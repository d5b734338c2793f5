//! Wire types for the remote knowledge graph
//!
//! Every field the remote may omit is an `Option`; unknown fields are ignored.
//! Normalization into caller-facing records happens in `crate::gateway`.

use serde::{Deserialize, Serialize};
use serde_json::Value;

/// Content-type tag attached to ingested data
#[derive(Debug, Clone, Copy, PartialEq, Eq, Default, Serialize, Deserialize)]
#[serde(rename_all = "lowercase")]
pub enum DataKind {
    #[default]
    Text,
}

impl DataKind {
    pub fn as_str(&self) -> &'static str {
        match self {
            DataKind::Text => "text",
        }
    }
}

/// A relationship record ("edge") returned by a graph search
#[derive(Debug, Clone, Default, PartialEq, Serialize, Deserialize)]
#[serde(default)]
pub struct EntityEdge {
    pub uuid: Option<String>,
    pub name: Option<String>,
    pub fact: Option<String>,
    pub created_at: Option<Value>,
    pub source_node_uuid: Option<String>,
    pub target_node_uuid: Option<String>,
}

impl EntityEdge {
    /// Edge carrying only fact text
    pub fn with_fact(fact: impl Into<String>) -> Self {
        Self {
            fact: Some(fact.into()),
            ..Default::default()
        }
    }
}

/// An entity record ("node") returned by a graph search
#[derive(Debug, Clone, Default, PartialEq, Serialize, Deserialize)]
#[serde(default)]
pub struct EntityNode {
    pub uuid: Option<String>,
    pub name: Option<String>,
    pub summary: Option<String>,
    pub created_at: Option<Value>,
    pub labels: Option<Vec<String>>,
}

impl EntityNode {
    /// Node carrying only a name
    pub fn named(name: impl Into<String>) -> Self {
        Self {
            name: Some(name.into()),
            ..Default::default()
        }
    }
}

/// Raw result of a graph search. Either collection may be missing.
#[derive(Debug, Clone, Default, PartialEq, Serialize, Deserialize)]
#[serde(default)]
pub struct SearchResults {
    pub edges: Option<Vec<EntityEdge>>,
    pub nodes: Option<Vec<EntityNode>>,
}

impl SearchResults {
    pub fn new(edges: Vec<EntityEdge>, nodes: Vec<EntityNode>) -> Self {
        Self {
            edges: Some(edges),
            nodes: Some(nodes),
        }
    }
}
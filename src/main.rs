use clap::Parser;
use colored::*;
use eyre::{Context, Result};
use log::{LevelFilter, info, warn};
use serde_json::Value;
use std::fs;
use std::path::PathBuf;
use std::sync::Arc;

use kvault::config::Config;
use kvault::gateway::KnowledgeGateway;
use kvault::graph::ZepClient;
use kvault::mcp::McpServer;
use kvault::tools::{ToolCall, ToolRegistry};

mod cli;

use cli::Cli;
use cli::commands::Commands;

/// Level used until the config file has been read
const STARTUP_LOG_LEVEL: &str = "info";

fn setup_logging() -> Result<()> {
    // Create log directory
    let log_dir = dirs::data_local_dir()
        .unwrap_or_else(|| PathBuf::from("."))
        .join("kvault")
        .join("logs");

    fs::create_dir_all(&log_dir).context("Failed to create log directory")?;

    let log_file = log_dir.join("kvault.log");

    // stdout carries the protocol, so logs go to a file
    let target = Box::new(
        fs::OpenOptions::new()
            .create(true)
            .append(true)
            .open(&log_file)
            .context("Failed to open log file")?,
    );

    // Without RUST_LOG the filter admits everything and the global max level decides
    let env = env_logger::Env::default();
    let from_env = std::env::var(env_logger::DEFAULT_FILTER_ENV).is_ok();
    env_logger::Builder::from_env(env.default_filter_or("trace"))
        .target(env_logger::Target::Pipe(target))
        .init();
    if !from_env {
        log::set_max_level(parse_level(STARTUP_LOG_LEVEL).unwrap_or(LevelFilter::Info));
    }

    info!("Logging initialized, writing to: {}", log_file.display());
    Ok(())
}

fn parse_level(level: &str) -> Option<LevelFilter> {
    level.parse().ok()
}

/// Apply the configured level unless RUST_LOG already set the filter
fn apply_log_level(config: &Config) {
    if std::env::var(env_logger::DEFAULT_FILTER_ENV).is_ok() {
        return;
    }
    let Some(level) = config.log_level.as_deref() else {
        return;
    };
    match parse_level(level) {
        Some(filter) => {
            log::set_max_level(filter);
            info!("Log level set to {} from config", filter);
        }
        None => warn!("Ignoring unknown log_level '{}' in config", level),
    }
}

fn build_registry(config: &Config) -> Result<Arc<ToolRegistry>> {
    let client = ZepClient::from_env(&config.graph.api_key_env, config.graph.zep_config())
        .context("Failed to create knowledge graph client")?;
    let gateway = Arc::new(KnowledgeGateway::new(Arc::new(client)));
    Ok(Arc::new(ToolRegistry::standard(gateway, &config.server.name)))
}

async fn run_application(cli: &Cli, config: &Config) -> Result<()> {
    info!("Starting application");

    if cli.is_verbose() {
        eprintln!("{}", "Verbose mode enabled".yellow());
    }

    let registry = build_registry(config)?;

    match &cli.command {
        None | Some(Commands::Serve) => handle_serve_command(registry, config).await,
        Some(Commands::Tools { json }) => handle_tools_command(&registry, *json),
        Some(Commands::Call { name, args }) => handle_call_command(&registry, name, args.as_deref()).await,
    }
}

async fn handle_serve_command(registry: Arc<ToolRegistry>, config: &Config) -> Result<()> {
    let server = McpServer::new(registry, config.server.server_info());
    info!("Serving '{}' over stdio", server.info().name);
    server.run_stdio().await.context("MCP server failed")?;
    Ok(())
}

fn handle_tools_command(registry: &ToolRegistry, json: bool) -> Result<()> {
    let definitions = registry.definitions();

    if json {
        println!("{}", serde_json::to_string_pretty(&definitions)?);
        return Ok(());
    }

    println!("{}", "Available tools:".cyan());
    for def in definitions {
        println!("  {} - {}", def.name.green().bold(), def.description);
    }
    Ok(())
}

async fn handle_call_command(registry: &ToolRegistry, name: &str, args: Option<&str>) -> Result<()> {
    let arguments: Value = match args {
        Some(raw) => serde_json::from_str(raw).context("Tool arguments must be valid JSON")?,
        None => Value::Object(Default::default()),
    };

    info!("Calling tool: {}", name);
    let output = registry
        .dispatch(&ToolCall::new(name, arguments))
        .await
        .context(format!("Tool call '{}' failed", name))?;

    match output.to_value() {
        Value::String(text) => println!("{}", text),
        value => println!("{}", serde_json::to_string_pretty(&value)?),
    }
    Ok(())
}

#[tokio::main]
async fn main() -> Result<()> {
    // Parse CLI arguments
    let cli = Cli::parse();

    // Setup logging
    setup_logging().context("Failed to setup logging")?;

    // Load configuration
    let config = Config::load(cli.config.as_ref()).context("Failed to load configuration")?;
    apply_log_level(&config);

    info!("Starting with config from: {:?}", cli.config);

    // Run the main application logic
    run_application(&cli, &config).await.context("Application failed")?;

    Ok(())
}
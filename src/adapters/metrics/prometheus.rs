//! Prometheus Metrics Registry - Acquisition Observability
//!
//! Registers and exposes Prometheus metrics for the acquisition daemon.
//! Covers run counts, failures, dataset sizes and job health.

use std::sync::Arc;

use axum::Router;
use axum::http::StatusCode;
use axum::routing::get;
use prometheus::{Encoder, Gauge, GaugeVec, IntCounter, Opts, Registry, TextEncoder};
use tokio::sync::{broadcast, watch};
use tracing::{debug, info, instrument, warn};

use crate::usecases::acquisition::JobStatus;

/// Centralized Prometheus metrics for the acquisition job.
///
/// All metrics follow the naming convention `nba_parlay_*`.
pub struct MetricsRegistry {
    /// Prometheus registry.
    registry: Registry,
    /// Total acquisition runs.
    pub runs_total: IntCounter,
    /// Total failed acquisition runs.
    pub failures_total: IntCounter,
    /// Size of the last saved datasets, by dataset.
    pub dataset_rows: GaugeVec,
    /// Whether the last run succeeded (1 = yes).
    pub healthy: Gauge,
}

impl MetricsRegistry {
    /// Create and register all Prometheus metrics.
    pub fn new() -> anyhow::Result<Self> {
        let registry = Registry::new();

        let runs_total = IntCounter::new("nba_parlay_acquisition_runs_total", "Total acquisition runs")?;

        let failures_total = IntCounter::new(
            "nba_parlay_acquisition_failures_total",
            "Total failed acquisition runs",
        )?;

        let dataset_rows = GaugeVec::new(
            Opts::new(
                "nba_parlay_dataset_rows",
                "Rows in the last saved snapshot",
            ),
            &["dataset"],
        )?;

        let healthy = Gauge::new(
            "nba_parlay_acquisition_healthy",
            "Whether the last acquisition run succeeded (1=yes, 0=no)",
        )?;

        registry.register(Box::new(runs_total.clone()))?;
        registry.register(Box::new(failures_total.clone()))?;
        registry.register(Box::new(dataset_rows.clone()))?;
        registry.register(Box::new(healthy.clone()))?;

        Ok(Self {
            registry,
            runs_total,
            failures_total,
            dataset_rows,
            healthy,
        })
    }

    /// Bring the metrics in line with a published job status.
    #[allow(clippy::cast_precision_loss)]
    pub fn update(&self, status: &JobStatus) {
        // Counters only move forward; add the difference
        let runs = status.runs.saturating_sub(self.runs_total.get());
        self.runs_total.inc_by(runs);
        let failures = status.failures.saturating_sub(self.failures_total.get());
        self.failures_total.inc_by(failures);

        self.healthy.set(if status.healthy { 1.0 } else { 0.0 });

        if let Some(report) = &status.last_report {
            for (dataset, rows) in [
                ("schedule", report.scheduled_games),
                ("historical_games", report.historical_games),
                ("odds", report.odds_games),
                ("prepared_bets", report.prepared_bets),
            ] {
                self.dataset_rows.with_label_values(&[dataset]).set(rows as f64);
            }
        }
    }

    /// Follow job status updates until the channel closes.
    pub async fn track(self: Arc<Self>, mut status_rx: watch::Receiver<JobStatus>) {
        self.update(&status_rx.borrow_and_update());
        while status_rx.changed().await.is_ok() {
            let status = status_rx.borrow_and_update().clone();
            debug!(runs = status.runs, failures = status.failures, "Metrics updated");
            self.update(&status);
        }
    }

    /// Encode all metrics in the Prometheus text format.
    pub fn render(&self) -> anyhow::Result<String> {
        let encoder = TextEncoder::new();
        let mut buffer = Vec::new();
        encoder.encode(&self.registry.gather(), &mut buffer)?;
        Ok(String::from_utf8(buffer)?)
    }

    /// Serve Prometheus metrics on the configured bind address.
    #[instrument(skip(self, shutdown_rx))]
    pub async fn serve(
        self: Arc<Self>,
        bind_address: String,
        mut shutdown_rx: broadcast::Receiver<()>,
    ) -> anyhow::Result<()> {
        let metrics_self = Arc::clone(&self);

        let app = Router::new().route(
            "/metrics",
            get(move || {
                let metrics = Arc::clone(&metrics_self);
                async move {
                    match metrics.render() {
                        Ok(body) => (StatusCode::OK, body),
                        Err(e) => {
                            warn!(error = %e, "Failed to encode metrics");
                            (StatusCode::INTERNAL_SERVER_ERROR, String::new())
                        }
                    }
                }
            }),
        );

        let listener = tokio::net::TcpListener::bind(&bind_address).await?;
        info!(address = %bind_address, "Prometheus metrics server started");

        axum::serve(listener, app)
            .with_graceful_shutdown(async move {
                let _ = shutdown_rx.recv().await;
            })
            .await?;

        Ok(())
    }
}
--------------------
* TO DO
Would you show all lines of the material above that contain the word "instrument"?

* WRITTEN ANSWER
use tracing::{debug, info, instrument, warn};
    #[instrument(skip(self, shutdown_rx))]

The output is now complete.